Problem description | Given the records below, transcribe each of them exactly.

[Saved data entries]

- Opening Delimiter -

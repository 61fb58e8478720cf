use minipas::{
    error::LexError,
    interpreter::{
        lexer::{Lexer, tokenize},
        token::TokenKind,
    },
};

fn kinds(src: &str) -> Vec<TokenKind> {
    tokenize(src).unwrap_or_else(|e| panic!("Failed to scan {src:?}: {e}"))
                 .into_iter()
                 .map(|token| token.kind)
                 .collect()
}

#[test]
fn punctuation_and_operators() {
    use TokenKind::{
        Assign, Colon, Comma, Div, Dot, Eof, LParen, Minus, Mul, Plus, RParen, Semi,
    };

    assert_eq!(kinds(":= : , + - * / ( ) . ;"),
               [Assign, Colon, Comma, Plus, Minus, Mul, Div, LParen, RParen, Dot, Semi, Eof]);
}

#[test]
fn reserved_words_ignore_case() {
    use TokenKind::{
        Begin, BooleanConst, BooleanType, Div, End, Eof, Id, IntegerType, Program, RealType,
        StringType, Var,
    };

    assert_eq!(kinds("program Var begin End integer REAL string Boolean div true False name"),
               [Program,
                Var,
                Begin,
                End,
                IntegerType,
                RealType,
                StringType,
                BooleanType,
                Div,
                BooleanConst,
                BooleanConst,
                Id,
                Eof]);
}

#[test]
fn identifiers_are_upper_cased() {
    let tokens = tokenize("myVar_2").unwrap();
    assert_eq!(tokens[0].kind, TokenKind::Id);
    assert_eq!(tokens[0].text, "MYVAR_2");
}

#[test]
fn numbers_share_one_kind() {
    let tokens = tokenize("42 3.14").unwrap();

    assert_eq!(tokens[0].kind, TokenKind::Integer);
    assert_eq!(tokens[0].text, "42");
    assert_eq!(tokens[1].kind, TokenKind::Integer);
    assert_eq!(tokens[1].text, "3.14");
}

#[test]
fn dot_after_number_is_separate() {
    use TokenKind::{Dot, End, Eof, Integer};

    assert_eq!(kinds("END 5."), [End, Integer, Dot, Eof]);
}

#[test]
fn string_literals_keep_their_case() {
    let tokens = tokenize("'Hello, World' ''").unwrap();

    assert_eq!(tokens[0].kind, TokenKind::StringLiteral);
    assert_eq!(tokens[0].text, "Hello, World");
    assert_eq!(tokens[1].kind, TokenKind::StringLiteral);
    assert_eq!(tokens[1].text, "");
}

#[test]
fn positions_are_tracked() {
    let tokens = tokenize("BEGIN\n  x := 1\nEND").unwrap();

    assert_eq!((tokens[0].line, tokens[0].column), (1, 1));
    assert_eq!((tokens[1].line, tokens[1].column), (2, 3));
    assert_eq!((tokens[2].line, tokens[2].column), (2, 5));
    assert_eq!((tokens[3].line, tokens[3].column), (2, 8));
    assert_eq!((tokens[4].line, tokens[4].column), (3, 1));
}

#[test]
fn newlines_inside_strings_advance_the_line() {
    let tokens = tokenize("'a\nb' x").unwrap();

    assert_eq!(tokens[0].text, "a\nb");
    assert_eq!((tokens[1].line, tokens[1].column), (2, 4));
}

#[test]
fn eof_repeats() {
    let mut lexer = Lexer::new("   ");

    for _ in 0..3 {
        assert_eq!(lexer.next_token().unwrap().kind, TokenKind::Eof);
    }
}

#[test]
fn unknown_character() {
    let error = tokenize("x := 1 # 2").unwrap_err();
    assert_eq!(error,
               LexError::UnexpectedCharacter { character: '#',
                                               line:      1,
                                               column:    8, });
}

#[test]
fn unterminated_string() {
    let error = tokenize("s := 'abc").unwrap_err();
    assert_eq!(error, LexError::UnterminatedString { line: 1, column: 6 });
}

- Closing Delimiter -

Task solution |
repository 61fb58e8478720cf
use minipas::{
    error::LexError,
    interpreter::{
        lexer::{Lexer, tokenize},
        token::TokenKind,
    },
};

fn kinds(src: &str) -> Vec<TokenKind> {
    tokenize(src).unwrap_or_else(|e| panic!("Failed to scan {src:?}: {e}"))
                 .into_iter()
                 .map(|token| token.kind)
                 .collect()
}

#[test]
fn punctuation_and_operators() {
    use TokenKind::{
        Assign, Colon, Comma, Div, Dot, Eof, LParen, Minus, Mul, Plus, RParen, Semi,
    };

    assert_eq!(kinds(":= : , + - * / ( ) . ;"),
               [Assign, Colon, Comma, Plus, Minus, Mul, Div, LParen, RParen, Dot, Semi, Eof]);
}

#[test]
fn reserved_words_ignore_case() {
    use TokenKind::{
        Begin, BooleanConst, BooleanType, Div, End, Eof, Id, IntegerType, Program, RealType,
        StringType, Var,
    };

    assert_eq!(kinds("program Var begin End integer REAL string Boolean div true False name"),
               [Program,
                Var,
                Begin,
                End,
                IntegerType,
                RealType,
                StringType,
                BooleanType,
                Div,
                BooleanConst,
                BooleanConst,
                Id,
                Eof]);
}

#[test]
fn identifiers_are_upper_cased() {
    let tokens = tokenize("myVar_2").unwrap();
    assert_eq!(tokens[0].kind, TokenKind::Id);
    assert_eq!(tokens[0].text, "MYVAR_2");
}

#[test]
fn numbers_share_one_kind() {
    let tokens = tokenize("42 3.14").unwrap();

    assert_eq!(tokens[0].kind, TokenKind::Integer);
    assert_eq!(tokens[0].text, "42");
    assert_eq!(tokens[1].kind, TokenKind::Integer);
    assert_eq!(tokens[1].text, "3.14");
}

#[test]
fn dot_after_number_is_separate() {
    use TokenKind::{Dot, End, Eof, Integer};

    assert_eq!(kinds("END 5."), [End, Integer, Dot, Eof]);
}

#[test]
fn string_literals_keep_their_case() {
    let tokens = tokenize("'Hello, World' ''").unwrap();

    assert_eq!(tokens[0].kind, TokenKind::StringLiteral);
    assert_eq!(tokens[0].text, "Hello, World");
    assert_eq!(tokens[1].kind, TokenKind::StringLiteral);
    assert_eq!(tokens[1].text, "");
}

#[test]
fn positions_are_tracked() {
    let tokens = tokenize("BEGIN\n  x := 1\nEND").unwrap();

    assert_eq!((tokens[0].line, tokens[0].column), (1, 1));
    assert_eq!((tokens[1].line, tokens[1].column), (2, 3));
    assert_eq!((tokens[2].line, tokens[2].column), (2, 5));
    assert_eq!((tokens[3].line, tokens[3].column), (2, 8));
    assert_eq!((tokens[4].line, tokens[4].column), (3, 1));
}

#[test]
fn newlines_inside_strings_advance_the_line() {
    let tokens = tokenize("'a\nb' x").unwrap();

    assert_eq!(tokens[0].text, "a\nb");
    assert_eq!((tokens[1].line, tokens[1].column), (2, 4));
}

#[test]
fn eof_repeats() {
    let mut lexer = Lexer::new("   ");

    for _ in 0..3 {
        assert_eq!(lexer.next_token().unwrap().kind, TokenKind::Eof);
    }
}

#[test]
fn unknown_character() {
    let error = tokenize("x := 1 # 2").unwrap_err();
    assert_eq!(error,
               LexError::UnexpectedCharacter { character: '#',
                                               line:      1,
                                               column:    8, });
}

#[test]
fn unterminated_string() {
    let error = tokenize("s := 'abc").unwrap_err();
    assert_eq!(error, LexError::UnterminatedString { line: 1, column: 6 });
}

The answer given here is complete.